Polyfunctional-artefacts-for-web

Artefacts with more than one use. Left: souvenir cups, functioning as both drinking vessels and mementos. Right: alcohol bottles with the tops cut off to turn them into preserving jars. Image: J. Garland & G. Jackson, K. Bone.

Another good example of this is the humble clay pipe, an object which, on the surface, has a fairly definitive and obvious purpose – smoking tobacco (or flammable substance of your choice, I suppose). Yet there are numerous recorded instances in the past of clay pipes being used for activities that have nothing to do with smoking. Archaeological investigations in the United States have discovered clay pipe stems converted into penny whistles through the addition of drilled holes, while other accounts describe the use of stems as hair curlers (when warmed, of course), gardening aids (for killing bugs in carnations, specifically) and even murder weapons (Walker 1976). One record recounted the use of clay pipes as a prop in dancing, “where about a dozen pipes were laid close together on the floor and the dancer placed the toe of his boot between them while keeping time to the music” (Walker 1976: 125). Our own New Zealand newspapers advertise their use as bubble-blowing instruments for children and the occasional adult (Observer 17/05/1902: 7). There’s even an excellent and somewhat disturbing illustration of their use in the application of horse enemas for the treatment of ‘lilac passion’ in the 17th century (I kid you not).

A selection of alternative uses for clay smoking pipes. The expression on the horse's face is priceless. Images:

A selection of alternative uses for clay smoking pipes (the expression on the horse’s face is priceless). Images: Auckland Star  19/11/1936: 26,Observer 17/05/1902: 7, Society for Clay Pipe Research 1984.

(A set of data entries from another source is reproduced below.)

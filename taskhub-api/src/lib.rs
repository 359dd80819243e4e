//! # TaskHub API Server Library
//!
//! HTTP surface of TaskHub: the router, its state, configuration and the
//! mapping of domain errors to responses. Business rules live in
//! `taskhub_shared`.
//!
//! ## Modules
//!
//! - `app`: application state and router builder
//! - `config`: configuration from the environment
//! - `error`: error handling and HTTP response mapping
//! - `routes`: route handlers

pub mod app;
pub mod config;
pub mod error;
pub mod routes;
/// User model
///
/// Users are the identity store records. A user is created at registration
/// and never mutated afterwards.
///
/// # Schema
///
/// ```sql
/// CREATE TABLE users (
///     id UUID PRIMARY KEY DEFAULT gen_random_uuid(),
///     name VARCHAR(100) NOT NULL,
///     email VARCHAR(255) NOT NULL UNIQUE,
///     password_hash VARCHAR(255) NOT NULL,
///     created_at TIMESTAMPTZ NOT NULL DEFAULT NOW(),
///     updated_at TIMESTAMPTZ NOT NULL DEFAULT NOW()
/// );
/// ```
///
/// Emails are stored normalized (see [`normalize_email`]) so equality in the
/// database is the comparison the application wants.

use chrono::{DateTime, Utc};
use serde::{Deserialize, Serialize};
use uuid::Uuid;

/// User account
#[derive(Debug, Clone, Serialize, Deserialize, sqlx::FromRow)]
#[serde(rename_all = "camelCase")]
pub struct User {
    /// Unique user ID
    pub id: Uuid,

    /// Display name
    pub name: String,

    /// Email address, trimmed and lowercased
    pub email: String,

    /// Argon2id password hash
    #[serde(skip_serializing)]
    pub password_hash: String,

    /// When the account was created
    pub created_at: DateTime<Utc>,

    /// When the account was last updated
    pub updated_at: DateTime<Utc>,
}

/// Input for creating a new user
#[derive(Debug, Clone)]
pub struct CreateUser {
    /// Display name
    pub name: String,

    /// Email address (normalized by the store caller, see [`normalize_email`])
    pub email: String,

    /// Argon2id password hash (NOT the plaintext password)
    pub password_hash: String,
}

/// Public projection of a user: what other members of a project may see
#[derive(Debug, Clone, PartialEq, Eq, Serialize, Deserialize)]
pub struct UserSummary {
    pub id: Uuid,
    pub name: String,
    pub email: String,
}

impl From<&User> for UserSummary {
    fn from(user: &User) -> Self {
        Self {
            id: user.id,
            name: user.name.clone(),
            email: user.email.clone(),
        }
    }
}

/// Normalizes an email address for storage and lookup
///
/// Emails are compared case-insensitively, so they are trimmed and lowercased
/// before they reach the store.
///
/// # Example
///
/// ```
/// use taskhub_shared::models::user::normalize_email;
///
/// assert_eq!(normalize_email("  Ana@Example.COM "), "ana@example.com");
/// ```
pub fn normalize_email(email: &str) -> String {
    email.trim().to_lowercase()
}

#[cfg(test)]
mod tests {
    use super::*;

    #[test]
    fn test_normalize_email() {
        assert_eq!(normalize_email("USER@example.com"), "user@example.com");
        assert_eq!(normalize_email("\tuser@example.com\n"), "user@example.com");
        assert_eq!(normalize_email("user@example.com"), "user@example.com");
    }

    #[test]
    fn test_user_serialization_hides_password_hash() {
        let user = User {
            id: Uuid::new_v4(),
            name: "Ana".to_string(),
            email: "ana@example.com".to_string(),
            password_hash: "$argon2id$secret".to_string(),
            created_at: Utc::now(),
            updated_at: Utc::now(),
        };

        let json = serde_json::to_value(&user).unwrap();
        assert!(json.get("passwordHash").is_none());
        assert_eq!(json["email"], "ana@example.com");
        assert!(json.get("createdAt").is_some());
    }

    #[test]
    fn test_user_summary_from_user() {
        let user = User {
            id: Uuid::new_v4(),
            name: "Ana".to_string(),
            email: "ana@example.com".to_string(),
            password_hash: "hash".to_string(),
            created_at: Utc::now(),
            updated_at: Utc::now(),
        };

        let summary = UserSummary::from(&user);
        assert_eq!(summary.id, user.id);
        assert_eq!(summary.name, "Ana");
        assert_eq!(summary.email, "ana@example.com");
    }
}
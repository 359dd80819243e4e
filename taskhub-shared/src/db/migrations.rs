/// Database migrations
///
/// Migrations live in `taskhub-shared/migrations/` and are embedded into the
/// binary by `sqlx::migrate!`, so the server applies them at startup without
/// needing the files on disk.
///
/// # Example
///
/// ```no_run
/// use taskhub_shared::db::pool::{create_pool, DatabaseConfig};
/// use taskhub_shared::db::migrations::run_migrations;
///
/// # async fn example() -> Result<(), Box<dyn std::error::Error>> {
/// let pool = create_pool(DatabaseConfig::new("postgresql://localhost/taskhub")).await?;
/// run_migrations(&pool).await?;
/// # Ok(())
/// # }
/// ```

use sqlx::{migrate::MigrateDatabase, postgres::PgPool, Postgres};
use tracing::{debug, error, info};

/// Applies every pending migration
pub async fn run_migrations(pool: &PgPool) -> Result<(), sqlx::migrate::MigrateError> {
    info!("Running database migrations");

    sqlx::migrate!("./migrations").run(pool).await.map_err(|e| {
        error!(error = %e, "Migration failed");
        e
    })?;

    info!("Database schema up to date");
    Ok(())
}

/// Number of successfully applied migrations (0 before the first run)
pub async fn applied_migrations(pool: &PgPool) -> Result<i64, sqlx::Error> {
    let table_exists: bool = sqlx::query_scalar(
        "SELECT EXISTS (
            SELECT FROM information_schema.tables
            WHERE table_schema = 'public' AND table_name = '_sqlx_migrations'
        )",
    )
    .fetch_one(pool)
    .await?;

    if !table_exists {
        return Ok(0);
    }

    sqlx::query_scalar("SELECT COUNT(*) FROM _sqlx_migrations WHERE success = true")
        .fetch_one(pool)
        .await
}

/// Creates the database named in `database_url` if it is missing
///
/// Intended for development and test setups.
pub async fn ensure_database_exists(database_url: &str) -> Result<(), sqlx::Error> {
    if Postgres::database_exists(database_url).await? {
        debug!("Database already exists");
        return Ok(());
    }

    info!("Database does not exist, creating it");
    Postgres::create_database(database_url).await
}
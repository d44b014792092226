// SPDX-License-Identifier: MIT OR Apache-2.0

//! Text metrics scored against a model.
//!
//! A [`Metric`] receives the model explicitly. Inside an
//! [`InterventionSession`](crate::InterventionSession) that is the hooked
//! model, so a metric such as [`LossMetric`] reports the intervened value.
//! Callers decide the hook state by choosing where they call the metric.

use tracing::debug;

use crate::backend::{mean, token_losses, SteerableModel};
use crate::error::{Result, SteerError};
use crate::table::{Cell, ResultTable};

// ---------------------------------------------------------------------------
// Metric trait
// ---------------------------------------------------------------------------

/// Scores a batch of texts, one output row per input text.
///
/// Closures `Fn(&M, &[String]) -> Result<ResultTable>` implement this trait.
pub trait Metric<M: ?Sized> {
    /// Score `texts` against `model` in its current hook state.
    ///
    /// # Errors
    ///
    /// Implementation-defined; errors abort the sweep.
    fn score(&self, model: &M, texts: &[String]) -> Result<ResultTable>;
}

impl<M: ?Sized, F> Metric<M> for F
where
    F: Fn(&M, &[String]) -> Result<ResultTable>,
{
    fn score(&self, model: &M, texts: &[String]) -> Result<ResultTable> {
        self(model, texts)
    }
}

// ---------------------------------------------------------------------------
// MetricSet
// ---------------------------------------------------------------------------

/// Named metrics, applied in insertion order.
///
/// # Example
///
/// ```
/// use candle_steer::{LossMetric, MetricSet, TinyResidualModel, WordCountMetric};
///
/// let metrics: MetricSet<TinyResidualModel> = MetricSet::new()
///     .with("wedding_words", WordCountMetric::new(["wedding", "bride"]))
///     .with("loss", LossMetric);
/// assert_eq!(metrics.names().collect::<Vec<_>>(), ["wedding_words", "loss"]);
/// ```
pub struct MetricSet<M: ?Sized> {
    /// `(name, metric)` pairs.
    // TRAIT_OBJECT: metrics are heterogeneous user types and closures
    metrics: Vec<(String, Box<dyn Metric<M>>)>,
}

impl<M: ?Sized> Default for MetricSet<M> {
    fn default() -> Self {
        Self {
            metrics: Vec::new(),
        }
    }
}

impl<M: ?Sized> MetricSet<M> {
    /// Create an empty set.
    #[must_use]
    pub fn new() -> Self {
        Self::default()
    }

    /// Add a metric, builder style.
    #[must_use]
    pub fn with(mut self, name: impl Into<String>, metric: impl Metric<M> + 'static) -> Self {
        self.push(name, metric);
        self
    }

    /// Add a metric.
    pub fn push(&mut self, name: impl Into<String>, metric: impl Metric<M> + 'static) {
        self.metrics.push((name.into(), Box::new(metric)));
    }

    /// Metric names, in order.
    pub fn names(&self) -> impl Iterator<Item = &str> {
        self.metrics.iter().map(|(name, _)| name.as_str())
    }

    /// Number of metrics.
    #[must_use]
    pub fn len(&self) -> usize {
        self.metrics.len()
    }

    /// Whether the set is empty.
    #[must_use]
    pub fn is_empty(&self) -> bool {
        self.metrics.is_empty()
    }

    /// Append every metric's columns to `table`, prefixed `"{name}_"`.
    ///
    /// Each row's text is the concatenation of its `text_columns` values
    /// (null cells contribute nothing).
    ///
    /// # Errors
    ///
    /// Returns [`SteerError::Table`] if a text column is missing or a
    /// produced column name already exists, [`SteerError::Metric`] if a
    /// metric returns the wrong number of rows, and any metric error.
    pub fn add_metric_cols(
        &self,
        table: &ResultTable,
        text_columns: &[&str],
        model: &M,
    ) -> Result<ResultTable> {
        let columns = text_columns
            .iter()
            .map(|name| table.column(name))
            .collect::<Result<Vec<_>>>()?;
        let texts: Vec<String> = (0..table.len())
            .map(|row| {
                columns
                    .iter()
                    .filter_map(|col| col.get(row).and_then(|cell| cell.as_str()))
                    .collect()
            })
            .collect();

        let mut out = table.clone();
        for (name, metric) in &self.metrics {
            debug!(metric = %name, texts = texts.len(), "scoring");
            let scores = metric.score(model, &texts)?;
            if scores.len() != texts.len() {
                return Err(SteerError::Metric(format!(
                    "metric `{name}` returned {} rows for {} texts",
                    scores.len(),
                    texts.len()
                )));
            }
            for column in scores.columns() {
                let values = scores.column(column)?.into_iter().cloned().collect();
                out.add_column(format!("{name}_{column}"), values)?;
            }
        }
        Ok(out)
    }
}

impl<M: ?Sized> std::fmt::Debug for MetricSet<M> {
    fn fmt(&self, f: &mut std::fmt::Formatter<'_>) -> std::fmt::Result {
        f.debug_list().entries(self.names()).finish()
    }
}

// ---------------------------------------------------------------------------
// Built-in metrics
// ---------------------------------------------------------------------------

/// Case-insensitive count of whole-word occurrences of a word list.
///
/// Produces one `Int` column, `count`. Words are maximal runs of
/// alphanumeric characters and `_`.
#[derive(Debug, Clone)]
pub struct WordCountMetric {
    /// Lowercased words to count.
    words: Vec<String>,
}

impl WordCountMetric {
    /// Count occurrences of any of `words`.
    pub fn new<I, S>(words: I) -> Self
    where
        I: IntoIterator<Item = S>,
        S: AsRef<str>,
    {
        Self {
            words: words.into_iter().map(|w| w.as_ref().to_lowercase()).collect(),
        }
    }

    /// Occurrences in one text.
    #[must_use]
    pub fn count(&self, text: &str) -> usize {
        text.split(|c: char| !(c.is_alphanumeric() || c == '_'))
            .filter(|word| !word.is_empty())
            .filter(|word| {
                let lower = word.to_lowercase();
                self.words.iter().any(|w| *w == lower)
            })
            .count()
    }
}

impl<M: ?Sized> Metric<M> for WordCountMetric {
    fn score(&self, _model: &M, texts: &[String]) -> Result<ResultTable> {
        let mut table = ResultTable::new(["count"]);
        for text in texts {
            table.push_row(vec![Cell::from(self.count(text))])?;
        }
        Ok(table)
    }
}

/// Mean next-token negative log-likelihood of each text under the model.
///
/// Produces one `Float` column, `loss`; texts shorter than one token after
/// BOS get [`Cell::Null`].
#[derive(Debug, Clone, Copy, Default)]
pub struct LossMetric;

impl<M: SteerableModel + ?Sized> Metric<M> for LossMetric {
    fn score(&self, model: &M, texts: &[String]) -> Result<ResultTable> {
        let mut table = ResultTable::new(["loss"]);
        for text in texts {
            let tokens = model.to_tokens(text)?;
            let loss = if tokens.len() < 2 {
                None
            } else {
                mean(&token_losses(&model.logits(&tokens)?, &tokens)?)
            };
            table.push_row(vec![Cell::from(loss)])?;
        }
        Ok(table)
    }
}

// ---------------------------------------------------------------------------
// Tests
// ---------------------------------------------------------------------------

#[cfg(test)]
#[allow(clippy::unwrap_used, clippy::expect_used, clippy::indexing_slicing)]
mod tests {
    use std::sync::Arc;

    use candle_core::{Device, Tensor};

    use super::*;
    use crate::config::TinyModelConfig;
    use crate::hooks::{HookFn, HookPoint};
    use crate::tiny::TinyResidualModel;
    use crate::tokenizer::WordTokenizer;

    fn model() -> TinyResidualModel {
        let tok = WordTokenizer::from_corpus(["I went to a wedding with the bride"]);
        TinyResidualModel::new(TinyModelConfig::default(), tok.into(), &Device::Cpu).unwrap()
    }

    fn texts() -> ResultTable {
        let mut table = ResultTable::new(["prompts", "completions"]);
        table.push_row(vec!["I went to a ".into(), "Wedding!".into()]).unwrap();
        table.push_row(vec!["I went".into(), " to the bride, bride".into()]).unwrap();
        table
    }

    #[test]
    fn word_count_is_case_insensitive_and_whole_word() {
        let metric = WordCountMetric::new(["wedding"]);
        assert_eq!(metric.count("Wedding weddings WEDDING, wedding-day"), 3);
    }

    #[test]
    fn metric_columns_are_prefixed_and_use_joined_text() {
        let m = model();
        let metrics: MetricSet<TinyResidualModel> =
            MetricSet::new().with("wedding_words", WordCountMetric::new(["wedding", "bride"]));
        let out = metrics
            .add_metric_cols(&texts(), &["prompts", "completions"], &m)
            .unwrap();
        assert_eq!(out.columns(), ["prompts", "completions", "wedding_words_count"]);
        assert_eq!(out.get(0, "wedding_words_count"), Some(&Cell::Int(1)));
        assert_eq!(out.get(1, "wedding_words_count"), Some(&Cell::Int(2)));
    }

    #[test]
    fn closures_are_metrics() {
        let m = model();
        let metrics = MetricSet::new().with(
            "len",
            |_: &TinyResidualModel, texts: &[String]| -> Result<ResultTable> {
                let mut table = ResultTable::new(["chars"]);
                for text in texts {
                    table.push_row(vec![Cell::from(text.len())])?;
                }
                Ok(table)
            },
        );
        let out = metrics.add_metric_cols(&texts(), &["completions"], &m).unwrap();
        assert_eq!(out.get(0, "len_chars"), Some(&Cell::Int(8)));
    }

    #[test]
    fn wrong_row_count_is_a_metric_error() {
        let m = model();
        let metrics = MetricSet::new().with(
            "broken",
            |_: &TinyResidualModel, _: &[String]| -> Result<ResultTable> {
                Ok(ResultTable::new(["x"]))
            },
        );
        let err = metrics.add_metric_cols(&texts(), &["prompts"], &m);
        assert!(matches!(err, Err(SteerError::Metric(_))));
    }

    #[test]
    fn loss_metric_reads_the_hook_state() {
        let mut m = model();
        let texts = vec!["I went to a wedding".to_string(), String::new()];
        let clean = LossMetric.score(&m, &texts).unwrap();
        assert!(clean.get(0, "loss").and_then(Cell::as_f64).is_some());
        assert_eq!(clean.get(1, "loss"), Some(&Cell::Null));

        let shift: HookFn = Arc::new(|t: &Tensor| -> Result<Tensor> { Ok((t * 3.0)?) });
        m.add_hook(HookPoint::block(2), shift).unwrap();
        let hooked = LossMetric.score(&m, &texts).unwrap();
        assert_ne!(clean.get(0, "loss"), hooked.get(0, "loss"));
    }
}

With the exception of the bubble blowing, which used new pipes, all of these alternative uses were, presumably, carried out after the pipe in question had been smoked (although in the case of the horse enemas, all bets are off). They’re cases of re-use, the 19th century (or earlier) recycling of an object that was no longer wanted or needed for its original purpose. We see this with quite a few artefact types, but most often with glass bottles and jars (we’ve talked about it a little on the blog before). There’s another use for clay pipes, however, that relates directly to their nature as a highly visible and easily available object on which any motif, slogan or name can be displayed. This function was exploited by people in the 19th century for all kinds of political, social and commercial objectives including, as is evident in Christchurch’s archaeological record, advertising.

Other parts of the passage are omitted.